_EXERCISE DESCRIPTION_:
Return every record exactly as written.

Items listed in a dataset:
____________________

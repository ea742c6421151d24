use crate::error::{FinancialRatioError, Result};
use crate::ingestion::{DartResponse, ReportCode};
use crate::schema::LineItem;
use futures::future::join_all;
use log::{info, warn};
use reqwest::Client;
use std::collections::BTreeMap;

const DART_BASE_URL: &str = "https://opendart.fss.or.kr/api";
const SINGLE_ACCOUNT_ENDPOINT: &str = "fnlttSinglAcnt.json";

/// Client for the Open DART single-company key-account endpoint.
#[derive(Clone)]
pub struct DartClient {
    client: Client,
    api_key: String,
    base_url: String,
}

impl DartClient {
    pub fn new(api_key: String) -> Self {
        Self {
            client: Client::new(),
            api_key,
            base_url: DART_BASE_URL.to_string(),
        }
    }

    /// Reads `DART_API_KEY`, loading a `.env` file first if one exists.
    pub fn from_env() -> Result<Self> {
        dotenv::dotenv().ok();
        let api_key = std::env::var("DART_API_KEY")
            .ok()
            .filter(|key| !key.trim().is_empty())
            .ok_or(FinancialRatioError::MissingApiKey)?;
        Ok(Self::new(api_key))
    }

    #[must_use]
    pub fn with_base_url(mut self, base_url: impl Into<String>) -> Self {
        self.base_url = base_url.into().trim_end_matches('/').to_string();
        self
    }

    pub fn endpoint_url(&self) -> String {
        format!("{}/{}", self.base_url, SINGLE_ACCOUNT_ENDPOINT)
    }

    fn query<'a>(&'a self, corp_code: &'a str, year: &'a str, report: ReportCode) -> [(&'static str, &'a str); 4] {
        [
            ("crtfc_key", self.api_key.as_str()),
            ("corp_code", corp_code),
            ("bsns_year", year),
            ("reprt_code", report.code()),
        ]
    }

    /// Fetches one statement. A non-"000" status is returned as an error.
    pub async fn fetch_statement(
        &self,
        corp_code: &str,
        year: i32,
        report: ReportCode,
    ) -> Result<DartResponse> {
        let year = year.to_string();
        info!(
            "Fetching {} for {} FY{} ({})",
            SINGLE_ACCOUNT_ENDPOINT,
            corp_code,
            year,
            report.display_name()
        );

        let response = self
            .client
            .get(self.endpoint_url())
            .query(&self.query(corp_code, &year, report))
            .send()
            .await?
            .error_for_status()?;

        let body: DartResponse = response.json().await?;
        body.ensure_ok()?;

        info!("Received {} rows for {} FY{}", body.list.len(), corp_code, year);
        Ok(body)
    }

    /// Like [`fetch_statement`](Self::fetch_statement), but any failure yields
    /// an empty item list.
    pub async fn fetch_items(&self, corp_code: &str, year: i32, report: ReportCode) -> Vec<LineItem> {
        match self.fetch_statement(corp_code, year, report).await {
            Ok(response) => response.line_items(),
            Err(e) => {
                warn!("Fetch failed for {} FY{}, using empty statement: {}", corp_code, year, e);
                Vec::new()
            }
        }
    }

    /// Fetches every year in `start..=end` concurrently. Years that fail are
    /// present with an empty list.
    pub async fn fetch_multi_year(
        &self,
        corp_code: &str,
        start: i32,
        end: i32,
        report: ReportCode,
    ) -> BTreeMap<i32, Vec<LineItem>> {
        let years: Vec<i32> = (start..=end).collect();
        let fetches = years
            .iter()
            .map(|year| self.fetch_items(corp_code, *year, report));
        let results = join_all(fetches).await;

        years.into_iter().zip(results).collect()
    }
}
use crate::extractor::extract_canonical_with;
use crate::ratios::compute_ratios;
use crate::rules::AccountRules;
use crate::schema::{CanonicalKey, LineItem, RatioCategory, RatioKey, RatioUnit, YearlyRatioTable};
use log::{debug, info};
use serde::{Deserialize, Serialize};
use std::collections::BTreeMap;

/// Runs extraction and the ratio engine for each year on its own.
///
/// Every year in `by_year` gets an entry, including years whose items yield no
/// ratios at all. Nothing is carried between years.
pub fn compute_multi_year_with(
    by_year: &BTreeMap<i32, Vec<LineItem>>,
    rules: &AccountRules,
) -> YearlyRatioTable {
    info!("Computing ratios for {} fiscal years", by_year.len());

    by_year
        .iter()
        .map(|(year, items)| {
            let accounts = extract_canonical_with(items, rules);
            let report = compute_ratios(&accounts);
            debug!(
                "FY{}: {} items, {} canonical accounts, {} ratios",
                year,
                items.len(),
                accounts.present_keys().len(),
                report.len()
            );
            (*year, report)
        })
        .collect()
}

/// One ratio across years, ready for a trend chart.
#[derive(Debug, Clone, Default, PartialEq, Serialize, Deserialize)]
pub struct RatioTrend {
    pub years: Vec<i32>,
    pub values: Vec<f64>,
    pub display_name: Option<String>,
    pub unit: Option<RatioUnit>,
}

/// Collects `key` from every year that has it, in ascending year order.
/// Years where the ratio was omitted are skipped rather than zero-filled.
pub fn ratio_trend(table: &YearlyRatioTable, category: RatioCategory, key: RatioKey) -> RatioTrend {
    let mut trend = RatioTrend::default();

    for (year, report) in table {
        if let Some(ratio) = report.family(category).get(&key) {
            trend.years.push(*year);
            trend.values.push(ratio.value);
            if trend.display_name.is_none() {
                trend.display_name = Some(ratio.display_name.clone());
                trend.unit = Some(ratio.unit);
            }
        }
    }

    trend
}

/// Current-period amount of one canonical account per year.
#[derive(Debug, Clone, Default, PartialEq, Eq, Serialize, Deserialize)]
pub struct AccountTrend {
    pub key: Option<CanonicalKey>,
    pub years: Vec<i32>,
    /// `None` where the account was not found for that year.
    pub values: Vec<Option<i64>>,
}

pub fn account_trend_with(
    by_year: &BTreeMap<i32, Vec<LineItem>>,
    key: CanonicalKey,
    rules: &AccountRules,
) -> AccountTrend {
    let mut trend = AccountTrend {
        key: Some(key),
        ..AccountTrend::default()
    };

    for (year, items) in by_year {
        let accounts = extract_canonical_with(items, rules);
        trend.years.push(*year);
        trend.values.push(accounts.get(key).map(|pair| pair.current));
    }

    trend
}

____________________

_SOLUTION TO THIS PROBLEM_:
repository ea742c6421151d24
use crate::error::{FinancialRatioError, Result};
use crate::ingestion::{DartResponse, ReportCode};
use crate::schema::LineItem;
use futures::future::join_all;
use log::{info, warn};
use reqwest::Client;
use std::collections::BTreeMap;

const DART_BASE_URL: &str = "https://opendart.fss.or.kr/api";
const SINGLE_ACCOUNT_ENDPOINT: &str = "fnlttSinglAcnt.json";

/// Client for the Open DART single-company key-account endpoint.
#[derive(Clone)]
pub struct DartClient {
    client: Client,
    api_key: String,
    base_url: String,
}

impl DartClient {
    pub fn new(api_key: String) -> Self {
        Self {
            client: Client::new(),
            api_key,
            base_url: DART_BASE_URL.to_string(),
        }
    }

    /// Reads `DART_API_KEY`, loading a `.env` file first if one exists.
    pub fn from_env() -> Result<Self> {
        dotenv::dotenv().ok();
        let api_key = std::env::var("DART_API_KEY")
            .ok()
            .filter(|key| !key.trim().is_empty())
            .ok_or(FinancialRatioError::MissingApiKey)?;
        Ok(Self::new(api_key))
    }

    #[must_use]
    pub fn with_base_url(mut self, base_url: impl Into<String>) -> Self {
        self.base_url = base_url.into().trim_end_matches('/').to_string();
        self
    }

    pub fn endpoint_url(&self) -> String {
        format!("{}/{}", self.base_url, SINGLE_ACCOUNT_ENDPOINT)
    }

    fn query<'a>(&'a self, corp_code: &'a str, year: &'a str, report: ReportCode) -> [(&'static str, &'a str); 4] {
        [
            ("crtfc_key", self.api_key.as_str()),
            ("corp_code", corp_code),
            ("bsns_year", year),
            ("reprt_code", report.code()),
        ]
    }

    /// Fetches one statement. A non-"000" status is returned as an error.
    pub async fn fetch_statement(
        &self,
        corp_code: &str,
        year: i32,
        report: ReportCode,
    ) -> Result<DartResponse> {
        let year = year.to_string();
        info!(
            "Fetching {} for {} FY{} ({})",
            SINGLE_ACCOUNT_ENDPOINT,
            corp_code,
            year,
            report.display_name()
        );

        let response = self
            .client
            .get(self.endpoint_url())
            .query(&self.query(corp_code, &year, report))
            .send()
            .await?
            .error_for_status()?;

        let body: DartResponse = response.json().await?;
        body.ensure_ok()?;

        info!("Received {} rows for {} FY{}", body.list.len(), corp_code, year);
        Ok(body)
    }

    /// Like [`fetch_statement`](Self::fetch_statement), but any failure yields
    /// an empty item list.
    pub async fn fetch_items(&self, corp_code: &str, year: i32, report: ReportCode) -> Vec<LineItem> {
        match self.fetch_statement(corp_code, year, report).await {
            Ok(response) => response.line_items(),
            Err(e) => {
                warn!("Fetch failed for {} FY{}, using empty statement: {}", corp_code, year, e);
                Vec::new()
            }
        }
    }

    /// Fetches every year in `start..=end` concurrently. Years that fail are
    /// present with an empty list.
    pub async fn fetch_multi_year(
        &self,
        corp_code: &str,
        start: i32,
        end: i32,
        report: ReportCode,
    ) -> BTreeMap<i32, Vec<LineItem>> {
        let years: Vec<i32> = (start..=end).collect();
        let fetches = years
            .iter()
            .map(|year| self.fetch_items(corp_code, *year, report));
        let results = join_all(fetches).await;

        years.into_iter().zip(results).collect()
    }
}
use crate::extractor::extract_canonical_with;
use crate::ratios::compute_ratios;
use crate::rules::AccountRules;
use crate::schema::{CanonicalKey, LineItem, RatioCategory, RatioKey, RatioUnit, YearlyRatioTable};
use log::{debug, info};
use serde::{Deserialize, Serialize};
use std::collections::BTreeMap;

/// Runs extraction and the ratio engine for each year on its own.
///
/// Every year in `by_year` gets an entry, including years whose items yield no
/// ratios at all. Nothing is carried between years.
pub fn compute_multi_year_with(
    by_year: &BTreeMap<i32, Vec<LineItem>>,
    rules: &AccountRules,
) -> YearlyRatioTable {
    info!("Computing ratios for {} fiscal years", by_year.len());

    by_year
        .iter()
        .map(|(year, items)| {
            let accounts = extract_canonical_with(items, rules);
            let report = compute_ratios(&accounts);
            debug!(
                "FY{}: {} items, {} canonical accounts, {} ratios",
                year,
                items.len(),
                accounts.present_keys().len(),
                report.len()
            );
            (*year, report)
        })
        .collect()
}

/// One ratio across years, ready for a trend chart.
#[derive(Debug, Clone, Default, PartialEq, Serialize, Deserialize)]
pub struct RatioTrend {
    pub years: Vec<i32>,
    pub values: Vec<f64>,
    pub display_name: Option<String>,
    pub unit: Option<RatioUnit>,
}

/// Collects `key` from every year that has it, in ascending year order.
/// Years where the ratio was omitted are skipped rather than zero-filled.
pub fn ratio_trend(table: &YearlyRatioTable, category: RatioCategory, key: RatioKey) -> RatioTrend {
    let mut trend = RatioTrend::default();

    for (year, report) in table {
        if let Some(ratio) = report.family(category).get(&key) {
            trend.years.push(*year);
            trend.values.push(ratio.value);
            if trend.display_name.is_none() {
                trend.display_name = Some(ratio.display_name.clone());
                trend.unit = Some(ratio.unit);
            }
        }
    }

    trend
}

/// Current-period amount of one canonical account per year.
#[derive(Debug, Clone, Default, PartialEq, Eq, Serialize, Deserialize)]
pub struct AccountTrend {
    pub key: Option<CanonicalKey>,
    pub years: Vec<i32>,
    /// `None` where the account was not found for that year.
    pub values: Vec<Option<i64>>,
}

pub fn account_trend_with(
    by_year: &BTreeMap<i32, Vec<LineItem>>,
    key: CanonicalKey,
    rules: &AccountRules,
) -> AccountTrend {
    let mut trend = AccountTrend {
        key: Some(key),
        ..AccountTrend::default()
    };

    for (year, items) in by_year {
        let accounts = extract_canonical_with(items, rules);
        trend.years.push(*year);
        trend.values.push(accounts.get(key).map(|pair| pair.current));
    }

    trend
}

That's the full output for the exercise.